Tuesday, September 21, 2021

The Queries Expansion on Biomedical Terminologies: Toward a Comparison of Knowledge Representation Artifacts for Information Retrieval - Juniper Publishers

Trends in Technical & Scientific Research - Juniper Publishers

Abstract

We live in a period in which there is a remarkable availability of information. However, we still demand improvements in methods for information retrieval, including those applied to scientific papers. We focus here on artifacts of knowledge representation as a way to provide mechanisms for query expansion, as part of an ongoing project that aims to compare the effectiveness of biomedical terminologies regarding information retrieval, we present a research framework and the partial results obtained thus far.

Keywords: Biomedical ontology; Query expansion; Biomedical terminologies

Introduction

Since academic articles are valorized as instruments for the preservation and transmission of scientific knowledge, information retrieval (IR) is a crucial field. There is a growing interest in themes related to databases, information systems, knowledge bases, and integrated systems for purposes of IR in fruitful areas as Biomedicine [1].

The interest in this topic arose from the observation that artifacts of knowledge representation have large terminological and conceptual scope; namely, they are able to provide highly expressive conceptual connections through terms and relationships [2]. In considering this perspective, such artifacts are also becoming more important for IR, for example, because of the possibility of expanding queries. Expanding queries can be a method for improving information retrieval by finding scientific articles belonging to the same theme as that represented by the artifact [3].

The present work aims to investigate the recall of scientific articles through IR process using two instruments of knowledge representation in the biomedical field: namely, Systematized Nomenclature of Medicine - Clinical Terms (SNOMED CT) and Medical Subject Headings (MeSH).
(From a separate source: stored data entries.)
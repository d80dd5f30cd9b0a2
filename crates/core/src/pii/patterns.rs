use regex::Regex;
use serde::{Deserialize, Serialize};
use thiserror::Error;

/// One configured sensitive-pattern class: a token label plus the expression
/// that recognizes matching spans.
#[derive(Clone, Debug, PartialEq, Eq, Serialize, Deserialize)]
pub struct PatternClassConfig {
    pub label: String,
    pub pattern: String,
}

/// A compiled pattern class. Order within a [`PatternSet`] is the configured
/// order and only breaks ties between equally long candidate spans.
#[derive(Clone, Debug)]
pub struct PatternClass {
    label: String,
    regex: Regex,
}

impl PatternClass {
    pub fn label(&self) -> &str {
        &self.label
    }

    pub(crate) fn regex(&self) -> &Regex {
        &self.regex
    }
}

#[derive(Clone, Debug, Error, PartialEq, Eq)]
pub enum PatternError {
    #[error("pattern class label `{0}` must be non-empty and use only A-Z, 0-9, and underscore")]
    InvalidLabel(String),
    #[error("pattern class `{label}` has an invalid expression: {detail}")]
    InvalidExpression { label: String, detail: String },
}

/// The full, immutable set of pattern classes a tokenizer scans with.
/// Constructed once from configuration and shared read-only across requests.
#[derive(Clone, Debug, Default)]
pub struct PatternSet {
    classes: Vec<PatternClass>,
}

impl PatternSet {
    pub fn compile(classes: &[PatternClassConfig]) -> Result<Self, PatternError> {
        let mut compiled = Vec::with_capacity(classes.len());
        for class in classes {
            if !valid_label(&class.label) {
                return Err(PatternError::InvalidLabel(class.label.clone()));
            }
            let regex = Regex::new(&class.pattern).map_err(|err| {
                PatternError::InvalidExpression {
                    label: class.label.clone(),
                    detail: err.to_string(),
                }
            })?;
            compiled.push(PatternClass { label: class.label.clone(), regex });
        }
        Ok(Self { classes: compiled })
    }

    pub fn classes(&self) -> &[PatternClass] {
        &self.classes
    }

    pub fn is_empty(&self) -> bool {
        self.classes.is_empty()
    }
}

fn valid_label(label: &str) -> bool {
    !label.is_empty()
        && label.chars().all(|ch| ch.is_ascii_uppercase() || ch.is_ascii_digit() || ch == '_')
}

/// The stock deployment pattern set: email-shaped, phone-shaped, and CRM
/// identifier-shaped spans.
pub fn default_classes() -> Vec<PatternClassConfig> {
    vec![
        PatternClassConfig {
            label: "EMAIL".to_string(),
            pattern: r"[A-Za-z0-9._%+\-]+@[A-Za-z0-9.\-]+\.[A-Za-z]{2,}".to_string(),
        },
        PatternClassConfig {
            label: "PHONE".to_string(),
            pattern: r"\+?\(?\d[\d\s\-().]{7,14}\d".to_string(),
        },
        PatternClassConfig {
            label: "ACCOUNT_ID".to_string(),
            pattern: r"\b[a-zA-Z0-9]{15,18}\b".to_string(),
        },
    ]
}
To achieve our goal, we have performed:

a) The construction of a database for the persistence of scientific articles.

b) The development of algorithms for performing expanded queries with hierarchical and axiomatic relationships of the database.

c) The submission of queries to the database.

d) The comparison of statistical results.

Methodology

The main process aims to be realized in stages that demand the following technical and technological aspects summarized in Figure 1. These steps include:

a) Obtaining terminological artifacts, namely, Systematized Nomenclature of Medicine - Clinical Terms (SNOMED CT) and Medical Subject Headings (MeSH).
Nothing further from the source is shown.